Portfolio Diversification Enhancing Market Value
Manufacturers are expanding their portfolios to strengthen market positioning:
Growth in plant-based and premium frozen meal categories Expansion into global cuisine and restaurant-style offerings Development of portion-controlled and diet-specific meals Increased focus on private-label and retailer-driven innovations
Companies investing in product variety and quality differentiation are gaining a competitive edge.
Supply Chain and Infrastructure Developments
Supply chain efficiency remains critical for maintaining product quality and availability. Key focus areas include:
Strengthening cold-chain logistics Enhancing packaging durability and shelf life Expanding production capacity with flexible manufacturing Leveraging AI for demand forecasting and inventory optimization
These advancements are improving scalability and operational efficiency across markets.

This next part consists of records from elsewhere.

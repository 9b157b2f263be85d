//! Image Preloading
//!
//! Fetches a batch by preloading every image in parallel. The batch is
//! all-or-nothing: one failed image, or the deadline passing, fails it.

use gloo_timers::callback::Timeout;
use js_sys::{Array, Function, Promise};
use wasm_bindgen::prelude::*;
use wasm_bindgen::JsCast;
use wasm_bindgen_futures::JsFuture;

use crate::config::SwipeConfig;
use crate::error::{BatchError, BatchResult};
use crate::models::ImageRef;
use super::log;

/// Promise resolving once `url` is loaded, rejecting with the url on error
fn preload_image(url: String) -> Promise {
    Promise::new(&mut |resolve: Function, reject: Function| {
        let img = match web_sys::HtmlImageElement::new() {
            Ok(img) => img,
            Err(e) => {
                let _ = reject.call1(&JsValue::NULL, &e);
                return;
            }
        };
        let failed = JsValue::from_str(&format!("image failed to load: {}", url));
        let on_load = Closure::once_into_js(move || {
            let _ = resolve.call0(&JsValue::NULL);
        });
        let on_error = Closure::once_into_js(move || {
            let _ = reject.call1(&JsValue::NULL, &failed);
        });
        img.set_onload(Some(on_load.unchecked_ref()));
        img.set_onerror(Some(on_error.unchecked_ref()));
        img.set_src(&url);
    })
}

/// Promise rejecting after `ms`
fn deadline(ms: u32) -> Promise {
    Promise::new(&mut |_resolve: Function, reject: Function| {
        Timeout::new(ms, move || {
            let reason = JsValue::from_str(&format!("timed out after {} ms", ms));
            let _ = reject.call1(&JsValue::NULL, &reason);
        })
        .forget();
    })
}

fn describe(err: &JsValue) -> String {
    err.as_string().unwrap_or_else(|| format!("{:?}", err))
}

/// Load a fresh batch of `config.batch_size` random images
pub async fn load_batch(config: &SwipeConfig) -> BatchResult<Vec<ImageRef>> {
    if config.batch_size == 0 {
        return Err(BatchError::EmptyBatch);
    }

    let batch: Vec<ImageRef> = (0..config.batch_size)
        .map(|_| ImageRef::new(config.image_url(js_sys::Math::random())))
        .collect();
    log::info("LOADER", &format!("Preloading {} images", batch.len()));

    let loads = Array::new();
    for image in &batch {
        loads.push(&preload_image(image.url().to_string()));
    }
    let all = Promise::all(&loads);
    let raced = Promise::race(&Array::of2(&all, &deadline(config.load_timeout_ms)));

    JsFuture::from(raced).await.map_err(|e| {
        let reason = describe(&e);
        log::error("LOADER", &reason);
        BatchError::FetchFailure(reason)
    })?;

    log::info("LOADER", "Batch ready");
    Ok(batch)
}
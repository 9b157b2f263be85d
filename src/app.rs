//! Cat Swipe App
//!
//! Root component: builds the store and controller, binds global input,
//! and switches between loading, swiping, summary and error views.

use leptos::ev;
use leptos::prelude::*;
use leptos_swipe::{bind_global_release, create_swipe_signals};
use reactive_stores::Store;

use crate::components::{CardStack, ImageModal, IntroOverlay, LoadError, LoadingScreen, SummaryView, SwipeControls};
use crate::config::SwipeConfig;
use crate::context::{viewport_width, AppContext};
use crate::services::{self, log};
use crate::session::Phase;
use crate::store::{AppState, AppStateStoreFields};

#[component]
pub fn App() -> impl IntoView {
    let config = SwipeConfig::from_window();
    log::info("APP", &format!("Batch size {}, endpoint {}", config.batch_size, config.image_endpoint));

    // State
    let store = Store::new(AppState::new(services::intro_seen()));
    provide_context(store);

    let swipe = create_swipe_signals(config.tuning_for(viewport_width()));
    let ctx = AppContext::new(store, swipe, config);
    provide_context(ctx);

    // Global input
    bind_global_release(swipe, move |outcome| ctx.on_release(outcome));
    let _ = window_event_listener(ev::resize, move |_| ctx.refresh_tuning());
    let _ = window_event_listener(ev::keydown, move |ev| ctx.on_key(&ev.key()));

    ctx.load();

    // Only re-render the screen when the phase itself changes
    let phase = Memo::new(move |_| store.session().read().phase().clone());

    view! {
        <main class="app">
            <h1 class="app-title">"Cat Swipe 🐾"</h1>
            {move || match phase.get() {
                Phase::Loading => view! { <LoadingScreen /> }.into_any(),
                Phase::Swiping => view! {
                    <CardStack />
                    <SwipeControls />
                }.into_any(),
                Phase::Summary => view! { <SummaryView /> }.into_any(),
                Phase::Failed(error) => view! { <LoadError error=error /> }.into_any(),
            }}
            <ImageModal />
            <IntroOverlay />
        </main>
    }
}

Regional Outlook and Growth Opportunities
The frozen ready meals market shows varied growth dynamics across regions:
India (6.8% CAGR): Driven by urbanization and rising workforce participation USA (4.7% CAGR): Growth fueled by health-focused and premium meal innovations Germany (4.1% CAGR): Strong demand for clean-label and sustainable products Japan (3.9% CAGR): Aging population driving specialized meal formats UK (3.5% CAGR): Premium private-label trends reshaping demand
Asia Pacific remains a high-growth region due to rapid lifestyle changes and improving cold-chain infrastructure.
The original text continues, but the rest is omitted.